# To do
Find the string "AtomicBool" in the records. Copy every line it appears in.

++++ Records for this task

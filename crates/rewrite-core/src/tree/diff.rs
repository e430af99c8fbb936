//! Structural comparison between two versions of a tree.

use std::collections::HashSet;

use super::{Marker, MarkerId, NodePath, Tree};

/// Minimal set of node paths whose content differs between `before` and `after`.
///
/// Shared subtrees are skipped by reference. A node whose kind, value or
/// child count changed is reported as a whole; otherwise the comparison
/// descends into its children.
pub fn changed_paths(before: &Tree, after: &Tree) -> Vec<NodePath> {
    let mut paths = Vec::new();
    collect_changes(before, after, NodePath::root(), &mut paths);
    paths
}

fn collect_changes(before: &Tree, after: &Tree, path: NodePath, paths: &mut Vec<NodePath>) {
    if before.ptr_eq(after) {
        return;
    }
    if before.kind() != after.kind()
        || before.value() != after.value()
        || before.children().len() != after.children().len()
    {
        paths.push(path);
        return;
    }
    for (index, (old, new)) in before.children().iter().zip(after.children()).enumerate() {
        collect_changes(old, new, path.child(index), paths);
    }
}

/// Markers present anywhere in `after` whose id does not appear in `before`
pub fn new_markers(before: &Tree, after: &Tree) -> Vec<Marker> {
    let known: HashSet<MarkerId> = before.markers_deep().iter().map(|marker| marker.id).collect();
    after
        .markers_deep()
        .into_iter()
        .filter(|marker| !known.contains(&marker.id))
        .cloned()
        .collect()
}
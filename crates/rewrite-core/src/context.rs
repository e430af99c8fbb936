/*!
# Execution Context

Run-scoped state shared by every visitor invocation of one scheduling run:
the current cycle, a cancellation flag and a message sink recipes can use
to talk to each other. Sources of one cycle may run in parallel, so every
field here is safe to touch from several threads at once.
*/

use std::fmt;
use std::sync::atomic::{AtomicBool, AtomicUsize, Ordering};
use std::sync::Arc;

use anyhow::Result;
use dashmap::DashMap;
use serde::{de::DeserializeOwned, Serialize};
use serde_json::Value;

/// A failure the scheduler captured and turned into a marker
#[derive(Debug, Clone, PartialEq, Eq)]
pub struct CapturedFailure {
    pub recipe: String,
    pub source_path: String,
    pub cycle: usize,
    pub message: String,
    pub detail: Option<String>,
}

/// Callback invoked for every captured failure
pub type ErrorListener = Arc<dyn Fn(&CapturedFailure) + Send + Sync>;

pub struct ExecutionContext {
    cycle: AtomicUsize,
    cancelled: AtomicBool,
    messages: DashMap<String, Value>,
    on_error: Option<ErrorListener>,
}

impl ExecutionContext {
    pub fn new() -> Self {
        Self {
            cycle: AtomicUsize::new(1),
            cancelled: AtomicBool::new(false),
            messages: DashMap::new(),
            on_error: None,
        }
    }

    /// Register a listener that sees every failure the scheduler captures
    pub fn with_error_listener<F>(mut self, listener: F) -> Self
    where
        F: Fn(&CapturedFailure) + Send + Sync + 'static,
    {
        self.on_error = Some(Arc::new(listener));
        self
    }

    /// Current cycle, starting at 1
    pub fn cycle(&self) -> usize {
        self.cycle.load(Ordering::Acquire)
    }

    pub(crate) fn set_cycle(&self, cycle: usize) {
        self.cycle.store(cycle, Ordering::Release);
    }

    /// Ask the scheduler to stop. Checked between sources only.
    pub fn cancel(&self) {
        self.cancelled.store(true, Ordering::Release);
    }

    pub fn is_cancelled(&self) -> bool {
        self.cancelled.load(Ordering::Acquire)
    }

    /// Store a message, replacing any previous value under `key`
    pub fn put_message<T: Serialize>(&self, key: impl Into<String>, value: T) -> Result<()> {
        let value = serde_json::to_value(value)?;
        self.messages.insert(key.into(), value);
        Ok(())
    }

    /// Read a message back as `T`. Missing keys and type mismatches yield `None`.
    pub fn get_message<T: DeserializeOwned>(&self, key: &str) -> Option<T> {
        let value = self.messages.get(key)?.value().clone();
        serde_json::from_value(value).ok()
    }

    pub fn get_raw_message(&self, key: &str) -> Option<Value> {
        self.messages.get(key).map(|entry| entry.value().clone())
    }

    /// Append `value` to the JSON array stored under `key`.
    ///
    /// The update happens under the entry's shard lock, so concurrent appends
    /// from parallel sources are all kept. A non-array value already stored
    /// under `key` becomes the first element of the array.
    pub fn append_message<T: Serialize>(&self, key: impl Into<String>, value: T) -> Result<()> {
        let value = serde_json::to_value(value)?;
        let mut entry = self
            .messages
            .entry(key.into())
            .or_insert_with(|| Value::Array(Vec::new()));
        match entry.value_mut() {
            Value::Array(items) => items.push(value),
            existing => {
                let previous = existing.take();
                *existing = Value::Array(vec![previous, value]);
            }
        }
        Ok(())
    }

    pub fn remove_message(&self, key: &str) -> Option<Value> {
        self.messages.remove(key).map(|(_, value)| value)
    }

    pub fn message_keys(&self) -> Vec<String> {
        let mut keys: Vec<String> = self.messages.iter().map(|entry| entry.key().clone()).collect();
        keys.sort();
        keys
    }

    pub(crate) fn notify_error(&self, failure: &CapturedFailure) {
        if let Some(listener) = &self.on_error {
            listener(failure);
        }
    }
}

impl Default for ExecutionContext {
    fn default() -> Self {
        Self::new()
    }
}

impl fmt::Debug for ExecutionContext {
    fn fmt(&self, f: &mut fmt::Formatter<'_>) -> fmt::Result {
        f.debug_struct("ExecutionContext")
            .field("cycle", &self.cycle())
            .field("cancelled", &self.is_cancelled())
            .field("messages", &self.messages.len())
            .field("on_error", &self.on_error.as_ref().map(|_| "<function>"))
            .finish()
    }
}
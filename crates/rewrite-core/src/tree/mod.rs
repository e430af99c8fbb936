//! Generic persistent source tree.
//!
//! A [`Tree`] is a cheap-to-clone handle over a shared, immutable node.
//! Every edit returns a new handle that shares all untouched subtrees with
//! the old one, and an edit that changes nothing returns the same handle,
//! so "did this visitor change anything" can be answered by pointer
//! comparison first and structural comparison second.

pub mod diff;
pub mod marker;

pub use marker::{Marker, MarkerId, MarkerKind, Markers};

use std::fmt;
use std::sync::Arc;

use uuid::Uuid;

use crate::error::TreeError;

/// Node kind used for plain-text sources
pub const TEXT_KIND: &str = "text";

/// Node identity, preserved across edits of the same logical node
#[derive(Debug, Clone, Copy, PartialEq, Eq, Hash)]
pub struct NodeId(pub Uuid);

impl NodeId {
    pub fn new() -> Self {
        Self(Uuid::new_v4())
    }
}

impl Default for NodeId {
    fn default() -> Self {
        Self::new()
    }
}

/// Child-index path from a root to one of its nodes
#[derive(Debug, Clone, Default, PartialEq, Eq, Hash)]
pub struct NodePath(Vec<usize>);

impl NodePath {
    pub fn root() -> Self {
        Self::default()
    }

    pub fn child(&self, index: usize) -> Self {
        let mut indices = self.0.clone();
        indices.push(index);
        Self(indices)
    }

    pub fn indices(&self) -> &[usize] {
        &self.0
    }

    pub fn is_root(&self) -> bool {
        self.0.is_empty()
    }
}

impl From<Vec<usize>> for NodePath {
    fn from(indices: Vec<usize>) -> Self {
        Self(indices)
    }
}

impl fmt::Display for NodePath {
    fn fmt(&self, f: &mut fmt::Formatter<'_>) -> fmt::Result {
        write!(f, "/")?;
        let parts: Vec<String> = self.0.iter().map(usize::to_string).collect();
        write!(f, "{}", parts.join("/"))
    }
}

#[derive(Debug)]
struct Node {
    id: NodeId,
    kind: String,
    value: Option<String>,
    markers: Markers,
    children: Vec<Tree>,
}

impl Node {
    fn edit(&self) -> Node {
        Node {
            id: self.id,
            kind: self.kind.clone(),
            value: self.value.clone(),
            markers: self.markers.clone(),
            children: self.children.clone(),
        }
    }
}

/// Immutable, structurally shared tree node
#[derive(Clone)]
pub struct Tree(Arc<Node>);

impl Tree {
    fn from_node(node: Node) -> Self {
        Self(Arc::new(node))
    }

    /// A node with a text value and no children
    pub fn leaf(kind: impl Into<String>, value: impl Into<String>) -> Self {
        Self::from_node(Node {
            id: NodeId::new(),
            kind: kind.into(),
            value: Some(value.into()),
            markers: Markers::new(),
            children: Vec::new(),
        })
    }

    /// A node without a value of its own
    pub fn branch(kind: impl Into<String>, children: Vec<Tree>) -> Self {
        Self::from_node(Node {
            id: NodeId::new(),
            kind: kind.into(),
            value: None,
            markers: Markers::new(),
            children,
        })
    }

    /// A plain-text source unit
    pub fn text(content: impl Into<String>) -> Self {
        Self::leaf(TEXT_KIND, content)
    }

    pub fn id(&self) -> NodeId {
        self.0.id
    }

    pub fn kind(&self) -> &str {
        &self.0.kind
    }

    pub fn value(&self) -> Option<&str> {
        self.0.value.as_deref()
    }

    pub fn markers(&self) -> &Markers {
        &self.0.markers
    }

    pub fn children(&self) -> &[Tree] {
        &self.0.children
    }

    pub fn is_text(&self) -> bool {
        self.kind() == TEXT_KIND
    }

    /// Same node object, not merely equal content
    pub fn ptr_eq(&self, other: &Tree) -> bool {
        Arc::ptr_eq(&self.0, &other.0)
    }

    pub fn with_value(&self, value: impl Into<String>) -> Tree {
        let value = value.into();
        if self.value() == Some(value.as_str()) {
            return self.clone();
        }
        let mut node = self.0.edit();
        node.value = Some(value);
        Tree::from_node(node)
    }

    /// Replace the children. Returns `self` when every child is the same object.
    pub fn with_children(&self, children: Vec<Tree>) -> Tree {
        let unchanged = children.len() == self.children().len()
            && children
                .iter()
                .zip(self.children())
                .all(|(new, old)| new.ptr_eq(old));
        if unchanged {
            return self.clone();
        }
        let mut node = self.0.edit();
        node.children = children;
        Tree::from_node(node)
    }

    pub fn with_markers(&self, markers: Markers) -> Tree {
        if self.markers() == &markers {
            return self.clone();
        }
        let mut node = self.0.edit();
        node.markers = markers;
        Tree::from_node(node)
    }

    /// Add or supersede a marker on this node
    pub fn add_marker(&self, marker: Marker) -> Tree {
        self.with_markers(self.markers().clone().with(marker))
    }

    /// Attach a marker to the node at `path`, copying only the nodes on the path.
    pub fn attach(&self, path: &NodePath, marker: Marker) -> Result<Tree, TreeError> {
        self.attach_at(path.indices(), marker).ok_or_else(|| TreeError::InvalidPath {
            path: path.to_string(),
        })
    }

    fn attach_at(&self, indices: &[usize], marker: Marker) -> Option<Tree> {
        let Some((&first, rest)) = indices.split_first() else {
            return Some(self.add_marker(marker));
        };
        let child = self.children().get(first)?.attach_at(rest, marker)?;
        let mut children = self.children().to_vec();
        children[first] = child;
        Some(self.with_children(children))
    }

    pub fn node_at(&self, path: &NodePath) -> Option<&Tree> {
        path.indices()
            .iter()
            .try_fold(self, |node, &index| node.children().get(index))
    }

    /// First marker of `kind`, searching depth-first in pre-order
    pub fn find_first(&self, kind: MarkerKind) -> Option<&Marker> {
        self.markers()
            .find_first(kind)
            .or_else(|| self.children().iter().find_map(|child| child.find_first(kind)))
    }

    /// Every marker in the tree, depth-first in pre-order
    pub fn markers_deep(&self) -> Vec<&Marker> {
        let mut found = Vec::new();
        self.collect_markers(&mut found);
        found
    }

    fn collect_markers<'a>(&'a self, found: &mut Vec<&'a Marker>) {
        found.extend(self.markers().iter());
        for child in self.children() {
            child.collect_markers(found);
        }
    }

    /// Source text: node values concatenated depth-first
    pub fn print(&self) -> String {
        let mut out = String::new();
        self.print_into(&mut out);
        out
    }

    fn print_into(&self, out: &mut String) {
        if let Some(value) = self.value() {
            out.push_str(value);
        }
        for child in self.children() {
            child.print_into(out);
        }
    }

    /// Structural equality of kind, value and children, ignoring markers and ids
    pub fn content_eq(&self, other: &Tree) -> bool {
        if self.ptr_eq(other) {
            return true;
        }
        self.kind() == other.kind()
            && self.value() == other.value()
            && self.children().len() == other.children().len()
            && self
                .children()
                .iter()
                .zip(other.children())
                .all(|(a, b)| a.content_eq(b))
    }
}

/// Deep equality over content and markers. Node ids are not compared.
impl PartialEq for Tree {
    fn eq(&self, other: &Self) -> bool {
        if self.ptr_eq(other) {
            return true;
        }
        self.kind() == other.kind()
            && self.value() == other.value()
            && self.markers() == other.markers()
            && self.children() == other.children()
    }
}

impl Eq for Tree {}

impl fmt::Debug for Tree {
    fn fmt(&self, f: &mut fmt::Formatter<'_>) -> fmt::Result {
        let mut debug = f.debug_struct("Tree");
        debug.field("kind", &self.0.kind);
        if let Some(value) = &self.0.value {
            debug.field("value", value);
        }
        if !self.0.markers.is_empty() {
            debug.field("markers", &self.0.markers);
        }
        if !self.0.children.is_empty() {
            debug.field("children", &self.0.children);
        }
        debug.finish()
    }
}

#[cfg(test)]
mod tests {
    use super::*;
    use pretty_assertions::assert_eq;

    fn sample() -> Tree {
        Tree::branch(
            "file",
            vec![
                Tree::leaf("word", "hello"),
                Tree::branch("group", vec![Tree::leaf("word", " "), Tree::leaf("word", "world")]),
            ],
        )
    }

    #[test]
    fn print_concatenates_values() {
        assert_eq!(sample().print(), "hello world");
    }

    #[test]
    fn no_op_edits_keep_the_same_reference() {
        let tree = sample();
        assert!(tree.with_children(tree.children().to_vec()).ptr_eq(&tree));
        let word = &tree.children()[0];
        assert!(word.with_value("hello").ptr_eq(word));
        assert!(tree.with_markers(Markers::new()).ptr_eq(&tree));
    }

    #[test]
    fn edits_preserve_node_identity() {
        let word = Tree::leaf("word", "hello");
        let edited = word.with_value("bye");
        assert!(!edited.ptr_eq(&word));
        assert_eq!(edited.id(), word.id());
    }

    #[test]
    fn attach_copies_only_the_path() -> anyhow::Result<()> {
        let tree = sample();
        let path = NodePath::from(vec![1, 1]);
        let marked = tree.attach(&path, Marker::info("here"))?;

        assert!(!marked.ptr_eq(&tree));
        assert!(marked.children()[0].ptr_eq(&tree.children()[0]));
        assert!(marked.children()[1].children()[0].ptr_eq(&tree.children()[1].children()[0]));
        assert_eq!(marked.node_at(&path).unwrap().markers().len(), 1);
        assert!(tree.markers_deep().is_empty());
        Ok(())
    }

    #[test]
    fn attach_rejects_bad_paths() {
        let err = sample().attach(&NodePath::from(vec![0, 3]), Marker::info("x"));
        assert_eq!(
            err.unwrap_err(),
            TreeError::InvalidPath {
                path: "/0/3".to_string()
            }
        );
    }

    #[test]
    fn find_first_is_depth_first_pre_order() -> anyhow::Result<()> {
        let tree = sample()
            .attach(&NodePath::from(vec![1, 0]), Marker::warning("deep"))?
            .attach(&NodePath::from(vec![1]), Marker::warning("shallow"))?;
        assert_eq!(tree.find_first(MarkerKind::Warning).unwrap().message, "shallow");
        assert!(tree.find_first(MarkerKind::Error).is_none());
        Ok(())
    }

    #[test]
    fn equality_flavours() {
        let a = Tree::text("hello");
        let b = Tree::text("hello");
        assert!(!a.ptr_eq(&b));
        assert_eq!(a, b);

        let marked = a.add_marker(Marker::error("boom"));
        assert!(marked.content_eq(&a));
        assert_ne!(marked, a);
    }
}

++++++++

# Answer space
use std::sync::atomic::{AtomicBool, AtomicUsize, Ordering};
    cancelled: AtomicBool,
            cancelled: AtomicBool::new(false),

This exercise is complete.